- PROBLEM -
Only lines containing the word "wire" belong in the answer; copy each one from the records.

- DATASET RECORDS -

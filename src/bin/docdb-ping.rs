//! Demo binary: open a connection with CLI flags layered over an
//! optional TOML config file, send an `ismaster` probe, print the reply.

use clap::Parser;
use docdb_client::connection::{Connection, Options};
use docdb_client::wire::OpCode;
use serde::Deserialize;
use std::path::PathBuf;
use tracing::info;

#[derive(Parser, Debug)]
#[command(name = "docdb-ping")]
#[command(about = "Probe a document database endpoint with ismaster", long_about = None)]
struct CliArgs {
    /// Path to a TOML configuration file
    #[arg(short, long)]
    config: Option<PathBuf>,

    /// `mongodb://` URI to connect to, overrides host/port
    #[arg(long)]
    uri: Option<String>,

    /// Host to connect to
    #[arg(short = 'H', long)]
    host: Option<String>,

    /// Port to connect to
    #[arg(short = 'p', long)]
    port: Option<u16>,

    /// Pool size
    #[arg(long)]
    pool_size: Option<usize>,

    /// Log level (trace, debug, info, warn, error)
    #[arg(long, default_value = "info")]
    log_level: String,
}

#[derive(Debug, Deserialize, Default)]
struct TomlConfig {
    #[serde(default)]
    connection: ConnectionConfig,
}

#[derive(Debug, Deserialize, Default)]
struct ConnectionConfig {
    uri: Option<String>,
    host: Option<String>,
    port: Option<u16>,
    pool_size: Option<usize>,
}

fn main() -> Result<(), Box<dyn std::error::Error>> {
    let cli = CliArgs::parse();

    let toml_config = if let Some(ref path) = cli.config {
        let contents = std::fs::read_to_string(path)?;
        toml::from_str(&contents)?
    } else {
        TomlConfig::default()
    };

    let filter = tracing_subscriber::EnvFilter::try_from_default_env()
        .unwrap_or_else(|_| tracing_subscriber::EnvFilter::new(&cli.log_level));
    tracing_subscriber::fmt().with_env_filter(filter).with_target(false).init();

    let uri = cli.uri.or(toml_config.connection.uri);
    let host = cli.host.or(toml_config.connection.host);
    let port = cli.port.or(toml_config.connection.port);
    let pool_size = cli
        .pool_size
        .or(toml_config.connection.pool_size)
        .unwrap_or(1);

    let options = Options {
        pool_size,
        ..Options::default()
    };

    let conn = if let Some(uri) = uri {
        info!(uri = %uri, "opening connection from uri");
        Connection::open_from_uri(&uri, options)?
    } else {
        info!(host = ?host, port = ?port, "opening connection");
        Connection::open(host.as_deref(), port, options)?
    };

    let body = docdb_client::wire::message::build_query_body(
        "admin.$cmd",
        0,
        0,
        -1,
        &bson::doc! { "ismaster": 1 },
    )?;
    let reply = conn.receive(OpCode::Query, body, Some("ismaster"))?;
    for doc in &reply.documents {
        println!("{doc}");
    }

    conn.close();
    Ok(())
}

--

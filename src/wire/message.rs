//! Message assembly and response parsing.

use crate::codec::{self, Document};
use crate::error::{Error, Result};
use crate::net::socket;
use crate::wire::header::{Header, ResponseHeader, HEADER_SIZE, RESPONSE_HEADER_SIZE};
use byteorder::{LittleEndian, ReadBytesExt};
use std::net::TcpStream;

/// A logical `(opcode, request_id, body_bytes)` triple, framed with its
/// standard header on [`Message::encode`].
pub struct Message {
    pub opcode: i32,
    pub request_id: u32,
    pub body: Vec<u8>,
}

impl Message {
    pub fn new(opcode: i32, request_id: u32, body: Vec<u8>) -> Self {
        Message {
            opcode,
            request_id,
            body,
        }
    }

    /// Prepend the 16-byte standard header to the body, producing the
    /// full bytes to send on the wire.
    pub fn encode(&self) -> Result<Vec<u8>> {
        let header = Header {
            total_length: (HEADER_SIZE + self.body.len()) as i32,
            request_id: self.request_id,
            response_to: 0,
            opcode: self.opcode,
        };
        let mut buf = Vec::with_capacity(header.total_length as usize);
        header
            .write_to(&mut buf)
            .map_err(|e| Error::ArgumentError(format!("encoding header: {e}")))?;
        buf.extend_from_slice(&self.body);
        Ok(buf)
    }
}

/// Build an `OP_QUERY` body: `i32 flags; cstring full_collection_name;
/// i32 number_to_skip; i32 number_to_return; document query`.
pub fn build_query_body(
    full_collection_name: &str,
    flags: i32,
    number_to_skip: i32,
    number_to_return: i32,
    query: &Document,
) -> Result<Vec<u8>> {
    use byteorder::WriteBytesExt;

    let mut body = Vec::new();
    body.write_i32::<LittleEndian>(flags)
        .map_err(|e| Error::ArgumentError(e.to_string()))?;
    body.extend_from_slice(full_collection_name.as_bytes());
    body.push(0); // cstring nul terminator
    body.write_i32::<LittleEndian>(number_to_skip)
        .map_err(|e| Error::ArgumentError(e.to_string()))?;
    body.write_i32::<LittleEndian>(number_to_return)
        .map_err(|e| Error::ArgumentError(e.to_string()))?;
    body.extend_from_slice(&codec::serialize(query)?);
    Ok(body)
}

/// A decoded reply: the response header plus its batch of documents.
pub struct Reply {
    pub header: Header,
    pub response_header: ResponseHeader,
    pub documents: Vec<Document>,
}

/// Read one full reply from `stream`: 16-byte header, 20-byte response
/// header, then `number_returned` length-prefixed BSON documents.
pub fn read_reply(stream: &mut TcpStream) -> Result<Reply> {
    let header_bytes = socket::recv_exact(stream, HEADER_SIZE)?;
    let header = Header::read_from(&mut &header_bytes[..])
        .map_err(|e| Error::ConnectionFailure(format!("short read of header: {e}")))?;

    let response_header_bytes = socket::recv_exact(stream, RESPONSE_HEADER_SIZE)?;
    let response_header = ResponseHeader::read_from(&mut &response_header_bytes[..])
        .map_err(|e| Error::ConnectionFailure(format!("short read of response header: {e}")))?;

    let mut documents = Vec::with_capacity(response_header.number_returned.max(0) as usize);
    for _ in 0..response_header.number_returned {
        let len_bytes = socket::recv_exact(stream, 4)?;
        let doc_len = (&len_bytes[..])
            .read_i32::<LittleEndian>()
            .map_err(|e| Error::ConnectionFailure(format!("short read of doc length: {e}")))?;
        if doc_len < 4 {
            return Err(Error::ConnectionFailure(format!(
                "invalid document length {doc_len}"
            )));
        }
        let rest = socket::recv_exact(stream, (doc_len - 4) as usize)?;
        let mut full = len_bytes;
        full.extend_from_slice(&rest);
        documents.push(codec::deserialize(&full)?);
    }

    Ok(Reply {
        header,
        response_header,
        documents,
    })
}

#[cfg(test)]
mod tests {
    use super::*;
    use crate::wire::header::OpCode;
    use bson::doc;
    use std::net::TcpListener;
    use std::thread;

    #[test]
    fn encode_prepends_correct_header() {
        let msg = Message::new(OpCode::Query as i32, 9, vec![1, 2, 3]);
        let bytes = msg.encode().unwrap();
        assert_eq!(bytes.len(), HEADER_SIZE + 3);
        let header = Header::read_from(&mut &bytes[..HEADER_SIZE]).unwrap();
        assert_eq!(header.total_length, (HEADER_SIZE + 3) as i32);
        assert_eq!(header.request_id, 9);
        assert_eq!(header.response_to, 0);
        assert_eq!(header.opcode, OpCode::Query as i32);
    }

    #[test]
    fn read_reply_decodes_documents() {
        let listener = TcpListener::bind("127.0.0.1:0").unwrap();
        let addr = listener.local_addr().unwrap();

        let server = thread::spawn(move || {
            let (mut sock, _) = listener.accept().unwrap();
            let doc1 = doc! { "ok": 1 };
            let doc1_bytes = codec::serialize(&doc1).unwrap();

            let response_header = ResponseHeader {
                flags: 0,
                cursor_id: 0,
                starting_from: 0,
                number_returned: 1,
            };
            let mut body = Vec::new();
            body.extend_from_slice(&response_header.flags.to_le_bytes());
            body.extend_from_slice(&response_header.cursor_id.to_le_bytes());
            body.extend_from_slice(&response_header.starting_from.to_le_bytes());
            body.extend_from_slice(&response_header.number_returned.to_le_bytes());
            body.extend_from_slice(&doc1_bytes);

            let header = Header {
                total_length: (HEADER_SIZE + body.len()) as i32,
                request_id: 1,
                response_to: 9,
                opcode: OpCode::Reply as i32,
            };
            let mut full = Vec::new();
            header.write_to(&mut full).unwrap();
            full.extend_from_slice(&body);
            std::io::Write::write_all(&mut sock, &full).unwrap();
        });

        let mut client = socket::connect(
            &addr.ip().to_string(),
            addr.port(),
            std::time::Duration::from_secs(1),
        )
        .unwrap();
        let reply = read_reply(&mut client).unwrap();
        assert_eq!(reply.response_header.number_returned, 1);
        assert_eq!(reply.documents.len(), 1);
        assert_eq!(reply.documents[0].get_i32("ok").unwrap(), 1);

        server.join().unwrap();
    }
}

- WRITTEN RESPONSE -
use docdb_client::wire::OpCode;
    let body = docdb_client::wire::message::build_query_body(
filename src/wire/message.rs
use crate::wire::header::{Header, ResponseHeader, HEADER_SIZE, RESPONSE_HEADER_SIZE};
    /// full bytes to send on the wire.
    use crate::wire::header::OpCode;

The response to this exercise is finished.